:: Goal of the exercise ::
Would you restate word for word the lines of the listing, beginning at the first and ending with the line that holds "pub struct RegisterRequest"?

:: Data ::
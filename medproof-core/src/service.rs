//! Integrity Service: the entry point external collaborators call.
//!
//! Registration runs as explicit stages:
//!
//! 1. role check and validation (no I/O)
//! 2. fingerprint
//! 3. local archive copy
//! 4. content store `put`, then `pin` (pin failure only warns)
//! 5. ledger registration
//!
//! A failure before stage 5 completes leaves no ledger record. Content
//! already sent to the store stays there, which content addressing
//! tolerates; the local copy is removed.

use std::path::PathBuf;
use std::sync::Arc;

use chrono::Utc;
use serde::Serialize;
use tracing::{info, instrument, warn};

use crate::archive::LocalArchive;
use crate::error::{MedproofError, Result};
use crate::fingerprint::Fingerprint;
use crate::ledger::Ledger;
use crate::record::{
    Actor, FileRecord, Identity, Metadata, NewRecord, RecordId, SubjectReference, VerificationLog,
};
use crate::store::ContentStore;
use crate::validation::IntegrityPolicy;
use crate::verify::{PresentedContent, VerificationEngine, VerificationOutcome};

/// Everything needed to register one file.
#[derive(Debug, Clone)]
pub struct RegisterRequest {
    content: Vec<u8>,
    file_name: String,
    file_type: Option<String>,
    subject: SubjectReference,
    metadata: Metadata,
    actor: Actor,
}

impl RegisterRequest {
    pub fn new(
        content: Vec<u8>,
        file_name: impl Into<String>,
        subject: SubjectReference,
        actor: Actor,
    ) -> Self {
        Self {
            content,
            file_name: file_name.into(),
            file_type: None,
            subject,
            metadata: Metadata::new(),
            actor,
        }
    }

    /// Override the file type; defaults to the lowercase extension.
    pub fn with_file_type(mut self, file_type: impl Into<String>) -> Self {
        self.file_type = Some(file_type.into());
        self
    }

    pub fn with_metadata(mut self, metadata: Metadata) -> Self {
        self.metadata = metadata;
        self
    }

    pub fn with_annotation(mut self, key: impl Into<String>, value: impl Into<String>) -> Self {
        self.metadata.insert(key.into(), value.into());
        self
    }
}

/// A completed registration.
#[derive(Debug, Clone, Serialize)]
pub struct Registration {
    pub record: FileRecord,
    pub local_path: PathBuf,
    /// `false` when pinning failed; the content may be garbage-collected.
    pub pinned: bool,
}

/// Where fetched bytes came from.
#[derive(Debug, Clone, PartialEq, Eq, Serialize)]
#[serde(rename_all = "snake_case", tag = "source")]
pub enum FetchSource {
    ContentStore,
    LocalArchive { path: PathBuf },
}

impl FetchSource {
    pub fn label(&self) -> &'static str {
        match self {
            Self::ContentStore => "content_store",
            Self::LocalArchive { .. } => "local_archive",
        }
    }
}

/// Stored bytes of a record.
#[derive(Debug, Clone)]
pub struct Fetched {
    pub record: FileRecord,
    pub bytes: Vec<u8>,
    pub source: FetchSource,
    /// Whether the bytes still hash to the registered fingerprint.
    pub fingerprint_matches: bool,
}

/// Reachability of one backing service.
#[derive(Debug, Clone, PartialEq, Eq, Serialize)]
pub struct ComponentStatus {
    pub healthy: bool,
    #[serde(skip_serializing_if = "Option::is_none")]
    pub error: Option<String>,
}

impl ComponentStatus {
    fn from_result(result: Result<()>) -> Self {
        match result {
            Ok(()) => Self {
                healthy: true,
                error: None,
            },
            Err(e) => Self {
                healthy: false,
                error: Some(e.to_string()),
            },
        }
    }
}

#[derive(Debug, Clone, PartialEq, Eq, Serialize)]
pub struct HealthReport {
    pub ledger: ComponentStatus,
    pub store: ComponentStatus,
}

impl HealthReport {
    pub fn is_healthy(&self) -> bool {
        self.ledger.healthy && self.store.healthy
    }
}

/// Façade over ledger, content store, archive and verification.
#[derive(Clone)]
pub struct IntegrityService {
    ledger: Arc<dyn Ledger>,
    store: Arc<dyn ContentStore>,
    archive: LocalArchive,
    policy: IntegrityPolicy,
    engine: VerificationEngine,
}

impl IntegrityService {
    pub fn new(ledger: Arc<dyn Ledger>, store: Arc<dyn ContentStore>, archive: LocalArchive) -> Self {
        Self {
            engine: VerificationEngine::new(Arc::clone(&ledger)),
            ledger,
            store,
            archive,
            policy: IntegrityPolicy::default(),
        }
    }

    pub fn with_policy(mut self, policy: IntegrityPolicy) -> Self {
        self.policy = policy;
        self
    }

    pub fn policy(&self) -> &IntegrityPolicy {
        &self.policy
    }

    pub fn archive(&self) -> &LocalArchive {
        &self.archive
    }

    #[instrument(level = "info", skip_all, fields(
        file_name = %request.file_name,
        identity = %request.actor.identity,
        role = %request.actor.role,
        size = request.content.len()
    ))]
    pub async fn register(&self, request: RegisterRequest) -> Result<Registration> {
        let RegisterRequest {
            content,
            file_name,
            file_type,
            subject,
            metadata,
            actor,
        } = request;

        if !actor.role.can_register() {
            return Err(MedproofError::PermissionDenied(format!(
                "Role '{}' may not register files",
                actor.role
            )));
        }
        let upload = self.policy.validate(&file_name, content.len() as u64)?;
        let fingerprint = Fingerprint::of_bytes(&content);

        let local_path = self.archive.persist(&upload.file_name, &content).await?;

        let file_type = file_type.unwrap_or_else(|| upload.extension.clone());
        let staged = self
            .store_and_register(
                &content,
                &upload.file_name,
                file_type,
                fingerprint,
                subject,
                metadata,
                &actor.identity,
            )
            .await;

        match staged {
            Ok((record, pinned)) => {
                info!(
                    record_id = record.id,
                    content_id = %record.content_id,
                    fingerprint = %record.fingerprint,
                    pinned,
                    "File registered"
                );
                Ok(Registration {
                    record,
                    local_path,
                    pinned,
                })
            }
            Err(e) => {
                warn!(error = %e, kind = e.kind(), "Registration aborted");
                self.archive.discard(&local_path).await;
                Err(e)
            }
        }
    }

    #[allow(clippy::too_many_arguments)]
    async fn store_and_register(
        &self,
        content: &[u8],
        file_name: &str,
        file_type: String,
        fingerprint: Fingerprint,
        subject: SubjectReference,
        metadata: Metadata,
        uploader: &Identity,
    ) -> Result<(FileRecord, bool)> {
        let content_id = self.store.put(file_name, content).await?;

        let pinned = match self.store.pin(&content_id).await {
            Ok(()) => true,
            Err(e) => {
                warn!(content_id = %content_id, error = %e, "Pinning failed; continuing without pin");
                false
            }
        };

        let record = self
            .ledger
            .register(
                NewRecord {
                    file_name: file_name.to_string(),
                    file_type,
                    file_size_bytes: content.len() as u64,
                    fingerprint,
                    content_id,
                    subject,
                    metadata,
                },
                uploader,
            )
            .await?;
        Ok((record, pinned))
    }

    /// Verify presented content against a record and log the attempt.
    ///
    /// `notes` defaults to a timestamped line naming the actor's role.
    #[instrument(level = "info", skip(self, content, notes), fields(identity = %actor.identity, role = %actor.role))]
    pub async fn verify(
        &self,
        record_id: RecordId,
        content: PresentedContent,
        actor: &Actor,
        notes: Option<String>,
    ) -> Result<VerificationOutcome> {
        if !actor.role.can_verify() {
            return Err(MedproofError::PermissionDenied(format!(
                "Role '{}' may not verify files",
                actor.role
            )));
        }
        let notes = notes.filter(|n| !n.trim().is_empty()).unwrap_or_else(|| {
            format!(
                "Verification performed at {} by {}",
                Utc::now().to_rfc3339(),
                actor.role
            )
        });
        self.engine
            .verify(record_id, &content, &actor.identity, &notes)
            .await
    }

    /// Retrieve a record's stored bytes.
    ///
    /// Falls back to the local archive only when the content store is
    /// unreachable. A store that answers "not found" is reported as
    /// `ContentUnavailable`.
    #[instrument(level = "info", skip(self), fields(identity = %actor.identity))]
    pub async fn fetch(&self, record_id: RecordId, actor: &Actor) -> Result<Fetched> {
        if !actor.role.can_verify() {
            return Err(MedproofError::PermissionDenied(format!(
                "Role '{}' may not fetch files",
                actor.role
            )));
        }
        let record = self.ledger.get_record(record_id).await?;

        let fetched = match self.store.get(&record.content_id).await {
            Ok(Some(bytes)) => {
                let fingerprint_matches = Fingerprint::of_bytes(&bytes).matches(&record.fingerprint);
                Fetched {
                    record,
                    bytes,
                    source: FetchSource::ContentStore,
                    fingerprint_matches,
                }
            }
            Ok(None) => {
                warn!(record_id, content_id = %record.content_id, "Ledger record has no stored content");
                return Err(MedproofError::ContentUnavailable {
                    record_id,
                    content_id: record.content_id.to_string(),
                });
            }
            Err(e @ MedproofError::StoreUnavailable(_)) => {
                let Some(copy) = self.archive.find(&record.file_name, &record.fingerprint).await? else {
                    return Err(e);
                };
                warn!(record_id, path = %copy.path.display(), error = %e, "Content store unreachable; serving archived copy");
                let fingerprint_matches = copy.fingerprint.matches(&record.fingerprint);
                Fetched {
                    record,
                    bytes: copy.bytes,
                    source: FetchSource::LocalArchive { path: copy.path },
                    fingerprint_matches,
                }
            }
            Err(e) => return Err(e),
        };

        if !fetched.fingerprint_matches {
            warn!(
                record_id,
                source = fetched.source.label(),
                "Retrieved content does not match registered fingerprint"
            );
        }
        Ok(fetched)
    }

    pub async fn get_record(&self, record_id: RecordId) -> Result<FileRecord> {
        self.ledger.get_record(record_id).await
    }

    pub async fn verification_history(&self, record_id: RecordId) -> Result<Vec<VerificationLog>> {
        self.ledger.verification_logs(record_id).await
    }

    pub async fn list_by_subject(&self, subject: &SubjectReference) -> Result<Vec<FileRecord>> {
        self.ledger.list_by_subject(subject).await
    }

    pub async fn list_by_uploader(&self, uploader: &Identity) -> Result<Vec<FileRecord>> {
        self.ledger.list_by_uploader(uploader).await
    }

    /// Mark a record invalid. Admin only; the record is kept.
    #[instrument(level = "info", skip(self), fields(identity = %actor.identity))]
    pub async fn invalidate(&self, record_id: RecordId, actor: &Actor) -> Result<()> {
        if !actor.role.can_invalidate() {
            return Err(MedproofError::PermissionDenied(format!(
                "Role '{}' may not invalidate records",
                actor.role
            )));
        }
        self.ledger.invalidate(record_id, &actor.identity).await
    }

    pub async fn health(&self) -> HealthReport {
        let (ledger, store) = tokio::join!(self.ledger.health_check(), self.store.health_check());
        HealthReport {
            ledger: ComponentStatus::from_result(ledger),
            store: ComponentStatus::from_result(store),
        }
    }
}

:: Reply to the exercise ::
filename medproof-core/src/service.rs
//! Integrity Service: the entry point external collaborators call.
//!
//! Registration runs as explicit stages:
//!
//! 1. role check and validation (no I/O)
//! 2. fingerprint
//! 3. local archive copy
//! 4. content store `put`, then `pin` (pin failure only warns)
//! 5. ledger registration
//!
//! A failure before stage 5 completes leaves no ledger record. Content
//! already sent to the store stays there, which content addressing
//! tolerates; the local copy is removed.

use std::path::PathBuf;
use std::sync::Arc;

use chrono::Utc;
use serde::Serialize;
use tracing::{info, instrument, warn};

use crate::archive::LocalArchive;
use crate::error::{MedproofError, Result};
use crate::fingerprint::Fingerprint;
use crate::ledger::Ledger;
use crate::record::{
    Actor, FileRecord, Identity, Metadata, NewRecord, RecordId, SubjectReference, VerificationLog,
};
use crate::store::ContentStore;
use crate::validation::IntegrityPolicy;
use crate::verify::{PresentedContent, VerificationEngine, VerificationOutcome};

/// Everything needed to register one file.
#[derive(Debug, Clone)]
pub struct RegisterRequest {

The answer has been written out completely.